Reinforcement Learning to Optimize the Logistics Distribution Routes of Unmanned Aerial Vehicle
This addresses logistics efficiency for drone-based delivery systems, though it appears incremental as it builds on existing RL approaches.
The paper tackled UAV path planning for goods delivery in complex environments with multiple no-fly zones, proposing an improved reinforcement learning method that outperformed OR-tools in reliability.

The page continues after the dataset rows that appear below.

//! Label statistics of truth and prediction matrices.
//!
//! Only supervised positions are counted, and instances without any
//! supervised position are left out, so that true and predicted figures
//! stay comparable when labels are missing.

use crate::core::error::{EvalError, Result};
use crate::core::matrix::LabelMatrix;
use crate::core::types::LabelValue;
use crate::metrics::{is_observed, mean_of_defined};
use ndarray::{ArrayView1, ArrayView2, Axis};
use serde::{Deserialize, Serialize};

fn positives_at_observed(truth: ArrayView1<'_, LabelValue>, values: ArrayView1<'_, LabelValue>) -> Option<usize> {
    let mut observed = false;
    let mut positives = 0usize;
    for (&y, &v) in truth.iter().zip(values.iter()) {
        if is_observed(y) {
            observed = true;
            positives += usize::from(v == 1);
        }
    }
    observed.then_some(positives)
}

/// Calculate the mean number of positive labels per instance.
pub fn label_cardinality(truth: ArrayView2<'_, LabelValue>) -> f64 {
    predicted_cardinality(truth, truth)
}

/// Calculate the mean number of predicted labels per instance.
pub fn predicted_cardinality(truth: ArrayView2<'_, LabelValue>, predicted: ArrayView2<'_, LabelValue>) -> f64 {
    mean_of_defined(
        truth
            .axis_iter(Axis(0))
            .zip(predicted.axis_iter(Axis(0)))
            .map(|(y, p)| positives_at_observed(y, p).map_or(f64::NAN, |n| n as f64)),
    )
}

/// Calculate the fraction of instances with no predicted label.
pub fn empty_prediction_ratio(truth: ArrayView2<'_, LabelValue>, predicted: ArrayView2<'_, LabelValue>) -> f64 {
    mean_of_defined(
        truth
            .axis_iter(Axis(0))
            .zip(predicted.axis_iter(Axis(0)))
            .map(|(y, p)| match positives_at_observed(y, p) {
                None => f64::NAN,
                Some(0) => 1.0,
                Some(_) => 0.0,
            }),
    )
}

/// Fraction of positive entries per label; NaN for an unsupervised label.
pub fn label_frequencies(truth: ArrayView2<'_, LabelValue>) -> Vec<f64> {
    truth
        .axis_iter(Axis(1))
        .map(|column| {
            let (observed, positives) = column
                .iter()
                .filter(|&&y| is_observed(y))
                .fold((0usize, 0usize), |(n, k), &y| (n + 1, k + usize::from(y == 1)));
            if observed == 0 {
                f64::NAN
            } else {
                positives as f64 / observed as f64
            }
        })
        .collect()
}

/// Label statistics a proportional cut aims to reproduce.
#[derive(Debug, Clone, PartialEq, Serialize, Deserialize)]
pub struct CalibrationTarget {
    /// Mean positive labels per instance
    pub cardinality: f64,
    /// Positive rate of each label
    pub per_label: Vec<f64>,
}

impl CalibrationTarget {
    /// Derive the target from a training truth matrix.
    pub fn from_truth(truth: &LabelMatrix) -> Result<Self> {
        truth.ensure_binary()?;
        let cardinality = label_cardinality(truth.view());
        if cardinality.is_nan() {
            return Err(EvalError::calibration(
                "training labels contain no supervised entry",
            ));
        }
        Ok(Self {
            cardinality,
            per_label: label_frequencies(truth.view()),
        })
    }

    /// Number of labels covered by the per-label targets.
    pub fn num_labels(&self) -> usize {
        self.per_label.len()
    }
}

#[cfg(test)]
mod tests {
    use super::*;
    use approx::assert_abs_diff_eq;
    use ndarray::array;

    #[test]
    fn test_cardinality_and_frequencies() {
        let truth = array![[1, 0, 1], [0, 0, 1], [1, 1, 1], [0, 0, 0]];
        assert_abs_diff_eq!(label_cardinality(truth.view()), 1.5, epsilon = 1e-12);
        assert_eq!(label_frequencies(truth.view()), vec![0.5, 0.25, 0.75]);
    }

    #[test]
    fn test_predicted_statistics() {
        let truth = array![[1, 0], [0, 1], [0, 0]];
        let predicted = array![[1, 1], [0, 0], [0, 1]];
        assert_abs_diff_eq!(predicted_cardinality(truth.view(), predicted.view()), 1.0, epsilon = 1e-12);
        assert_abs_diff_eq!(empty_prediction_ratio(truth.view(), predicted.view()), 1.0 / 3.0, epsilon = 1e-12);
    }

    #[test]
    fn test_missing_handling() {
        let truth = array![[1, -1], [-1, -1]];
        assert_eq!(label_cardinality(truth.view()), 1.0);
        let frequencies = label_frequencies(truth.view());
        assert_eq!(frequencies[0], 1.0);
        assert!(frequencies[1].is_nan());

        let nothing = array![[-1, -1]];
        assert!(label_cardinality(nothing.view()).is_nan());
        assert!(empty_prediction_ratio(nothing.view(), array![[0, 0]].view()).is_nan());
    }

    #[test]
    fn test_calibration_target() {
        let truth = LabelMatrix::from_rows(&[vec![1, 0, 1], vec![0, 1, 0]]).unwrap();
        let target = CalibrationTarget::from_truth(&truth).unwrap();
        assert_abs_diff_eq!(target.cardinality, 1.5, epsilon = 1e-12);
        assert_eq!(target.num_labels(), 3);

        let unsupervised = LabelMatrix::from_rows(&[vec![-1, -1]]).unwrap();
        assert!(CalibrationTarget::from_truth(&unsupervised).is_err());

        let multi_target = LabelMatrix::from_rows(&[vec![2, 0]]).unwrap();
        assert!(CalibrationTarget::from_truth(&multi_target).is_err());
    }
}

Path planning methods for the unmanned aerial vehicle (UAV) in goods delivery have drawn great attention from industry and academics because of its flexibility which is suitable for many situations in the "Last Kilometer" between customer and delivery nodes. However, the complicated situation is still a problem for traditional combinatorial optimization methods. Based on the state-of-the-art Reinforcement Learning (RL), this paper proposed an improved method to achieve path planning for UAVs in complex surroundings: multiple no-fly zones. The improved approach leverages the attention mechanism and includes the embedding mechanism as the encoder and three different widths of beam search (i.e.,~1, 5, and 10) as the decoders. Policy gradients are utilized to train the RL model for obtaining the optimal strategies during inference. The results show the feasibility and efficiency of the model applying in this kind of complicated situation. Comparing the model with the results obtained by the optimization solver OR-tools, it improves the reliability of the distribution system and has a guiding significance for the broad application of UAVs.